Australia is moving up on the map to keep navigation systems accurate
Australia is literally moving up in the world.
Australia lies on a fast moving continental plate that shifts the continent north and slightly east by about seven centimeters each year, but for over 20 years, the country's official system of latitude and longitude coordinates have stayed the same. This means that as we have become more reliant on satellite navigation systems in our phones and cars, local location data in Australia has been off.
The government's geographical science agency Geoscience Australia says that although navigation information has been accurate within five to ten meters, that's no longer accurate enough. As we look to a future of self-driving cars and other autonomous technologies that will rely on GPS positioning, a small discrepancy can have major consequences. So, the agency will be updating the system of local coordinates -- the Geocentric Datum of Australia -- for the first time since 1994 to change where Australia sits on the map.

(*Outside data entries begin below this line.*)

//! Program images: a string table followed by a code section.
//!
//! Layout: `HIVE` magic, `u8` version, `u16` string count, each string as a
//! `u16` length followed by raw bytes, `u32` code length, code bytes.
use std::collections::HashSet;
use std::fmt;

use crate::builder::{BytecodeBuilder, Label};
use crate::debug::{DebugTable, DebugTableBuilder};
use crate::decoder::{BytecodeDecoder, DecodeError};
use crate::instruction::Instruction;

pub const PROGRAM_MAGIC: &[u8; 4] = b"HIVE";
pub const PROGRAM_VERSION: u8 = 1;

#[derive(Debug, Clone, PartialEq, Eq)]
pub enum ProgramError {
    BadMagic,
    UnsupportedVersion(u8),
    Truncated,
    TrailingBytes(usize),
    EmptyCode,
    Decode(DecodeError),
    StringOutOfRange { offset: usize, string: u16 },
    BadAddress { offset: usize, addr: u32 },
}

impl fmt::Display for ProgramError {
    fn fmt(&self, f: &mut fmt::Formatter<'_>) -> fmt::Result {
        match self {
            Self::BadMagic => write!(f, "not a bytecode image"),
            Self::UnsupportedVersion(v) => write!(f, "unsupported bytecode version {v}"),
            Self::Truncated => write!(f, "bytecode image is truncated"),
            Self::TrailingBytes(n) => write!(f, "{n} unexpected bytes after the code section"),
            Self::EmptyCode => write!(f, "code section is empty"),
            Self::Decode(err) => write!(f, "{err}"),
            Self::StringOutOfRange { offset, string } => {
                write!(
                    f,
                    "string #{string} referenced at offset {offset} does not exist"
                )
            }
            Self::BadAddress { offset, addr } => {
                write!(
                    f,
                    "address @{addr} referenced at offset {offset} is not an instruction"
                )
            }
        }
    }
}

impl std::error::Error for ProgramError {}

impl From<DecodeError> for ProgramError {
    fn from(err: DecodeError) -> Self {
        Self::Decode(err)
    }
}

/// A validated program: every instruction decodes and every operand refers
/// to an existing string or instruction.
#[derive(Debug, Clone, PartialEq, Eq)]
pub struct Program {
    strings: Vec<Vec<u8>>,
    code: Vec<u8>,
}

impl Program {
    pub fn new(strings: Vec<Vec<u8>>, code: Vec<u8>) -> Result<Self, ProgramError> {
        let program = Self { strings, code };
        program.validate()?;
        Ok(program)
    }

    pub fn strings(&self) -> &[Vec<u8>] {
        &self.strings
    }

    pub fn code(&self) -> &[u8] {
        &self.code
    }

    fn validate(&self) -> Result<(), ProgramError> {
        if self.code.is_empty() {
            return Err(ProgramError::EmptyCode);
        }
        let mut starts = HashSet::new();
        let mut references = Vec::new();
        for decoded in BytecodeDecoder::new(&self.code) {
            let (offset, instruction) = decoded?;
            starts.insert(offset as u32);
            match instruction {
                Instruction::PushString { string }
                | Instruction::GlobalLoad { name: string }
                | Instruction::GlobalStore { name: string } => {
                    if string as usize >= self.strings.len() {
                        return Err(ProgramError::StringOutOfRange { offset, string });
                    }
                }
                Instruction::PushClosure { addr }
                | Instruction::Jump { addr }
                | Instruction::JumpIfZero { addr }
                | Instruction::JumpIfNotZero { addr } => references.push((offset, addr)),
                _ => {}
            }
        }
        for (offset, addr) in references {
            if !starts.contains(&addr) {
                return Err(ProgramError::BadAddress { offset, addr });
            }
        }
        Ok(())
    }

    pub fn to_bytes(&self) -> Vec<u8> {
        let mut buf = Vec::with_capacity(self.code.len() + 16);
        buf.extend_from_slice(PROGRAM_MAGIC);
        buf.push(PROGRAM_VERSION);
        buf.extend_from_slice(&(self.strings.len() as u16).to_le_bytes());
        for string in &self.strings {
            buf.extend_from_slice(&(string.len() as u16).to_le_bytes());
            buf.extend_from_slice(string);
        }
        buf.extend_from_slice(&(self.code.len() as u32).to_le_bytes());
        buf.extend_from_slice(&self.code);
        buf
    }

    pub fn from_bytes(bytes: &[u8]) -> Result<Self, ProgramError> {
        if bytes.get(..4) != Some(PROGRAM_MAGIC.as_slice()) {
            return Err(ProgramError::BadMagic);
        }
        let mut pos = 4;
        let version = *bytes.get(pos).ok_or(ProgramError::Truncated)?;
        pos += 1;
        if version != PROGRAM_VERSION {
            return Err(ProgramError::UnsupportedVersion(version));
        }

        let count = u16::from_le_bytes(take(bytes, &mut pos)?);
        let mut strings = Vec::with_capacity(count as usize);
        for _ in 0..count {
            let len = u16::from_le_bytes(take(bytes, &mut pos)?) as usize;
            let raw = bytes.get(pos..pos + len).ok_or(ProgramError::Truncated)?;
            pos += len;
            strings.push(raw.to_vec());
        }

        let code_len = u32::from_le_bytes(take(bytes, &mut pos)?) as usize;
        let code = bytes.get(pos..pos + code_len).ok_or(ProgramError::Truncated)?;
        pos += code_len;
        if pos != bytes.len() {
            return Err(ProgramError::TrailingBytes(bytes.len() - pos));
        }

        Self::new(strings, code.to_vec())
    }
}

fn take<const N: usize>(bytes: &[u8], pos: &mut usize) -> Result<[u8; N], ProgramError> {
    let raw = bytes.get(*pos..*pos + N).ok_or(ProgramError::Truncated)?;
    *pos += N;
    let mut out = [0u8; N];
    out.copy_from_slice(raw);
    Ok(out)
}

/// Assembles a program together with its debug-symbol table.
///
/// Strings are deduplicated; [`ProgramBuilder::mark`] attaches the current
/// code offset to a source position.
pub struct ProgramBuilder {
    file: String,
    strings: Vec<Vec<u8>>,
    code: BytecodeBuilder,
    debug: DebugTableBuilder,
}

impl ProgramBuilder {
    pub fn new(file: impl Into<String>) -> Self {
        Self {
            file: file.into(),
            strings: Vec::new(),
            code: BytecodeBuilder::new(),
            debug: DebugTableBuilder::new(),
        }
    }

    /// Index of `value` in the string table, adding it when missing.
    pub fn string(&mut self, value: impl AsRef<[u8]>) -> u16 {
        let value = value.as_ref();
        match self.strings.iter().position(|s| s == value) {
            Some(idx) => idx as u16,
            None => {
                self.strings.push(value.to_vec());
                (self.strings.len() - 1) as u16
            }
        }
    }

    pub fn code(&mut self) -> &mut BytecodeBuilder {
        &mut self.code
    }

    pub fn mark(&mut self, line: u32, col: u32) {
        let pc = self.code.current_offset() as u32;
        self.debug.add(pc, &self.file, line, col);
    }

    /// Emit `name = <closure>` at the current position. Bind the returned
    /// label where the function body starts.
    pub fn define(&mut self, name: &str) -> Label {
        let name = self.string(name);
        let label = self.code.push_closure();
        self.code.global_store(name);
        label
    }

    pub fn push_str(&mut self, value: impl AsRef<[u8]>) {
        let idx = self.string(value);
        self.code.push_string(idx);
    }

    pub fn load_global(&mut self, name: &str) {
        let idx = self.string(name);
        self.code.global_load(idx);
    }

    pub fn store_global(&mut self, name: &str) {
        let idx = self.string(name);
        self.code.global_store(idx);
    }

    /// Push the global `name`, let `args` push the arguments and return how
    /// many it pushed, then call.
    pub fn call_global(&mut self, name: &str, args: impl FnOnce(&mut Self) -> u8) {
        self.load_global(name);
        let argc = args(self);
        self.code.call(argc);
    }

    pub fn finish(self) -> Result<(Program, DebugTable), ProgramError> {
        let program = Program::new(self.strings, self.code.into_bytes())?;
        Ok((program, self.debug.finish()))
    }
}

The country's coordinates are currently off by over a meter, but that will increase to right about 1.5 meters by 2020. The new updates will place Australia at its projected 2020 coordinates, bumping the continent north by 5 feet. The new coordinates will be released in January 2017 and will be about 20 cm north of the actual coordinates at that time, but the gap will be closed over each year leading up to 2020.
"We have points on Australia that are fixed to Australia and the lines of latitude and longitude move with those points," Dan Jaksa from Geoscience Australia said to the Australian Broadcasting Corporation.
"The lines are fixed to the continent but as time goes by, that position compared to a GPS position can create a difference, so every so often we need to change that."
All of the continental plates are moving by a few centimeters every year. The Pacific Plate, which the Australian plate collides with, is moving west about 11 centimeters every year. As continental and oceanic plates shift, global coordinates will have to be updated and how we draw our maps will have to change, especially as autonomous technologies like cars, farming equipment and more start to take on major roles in our lives.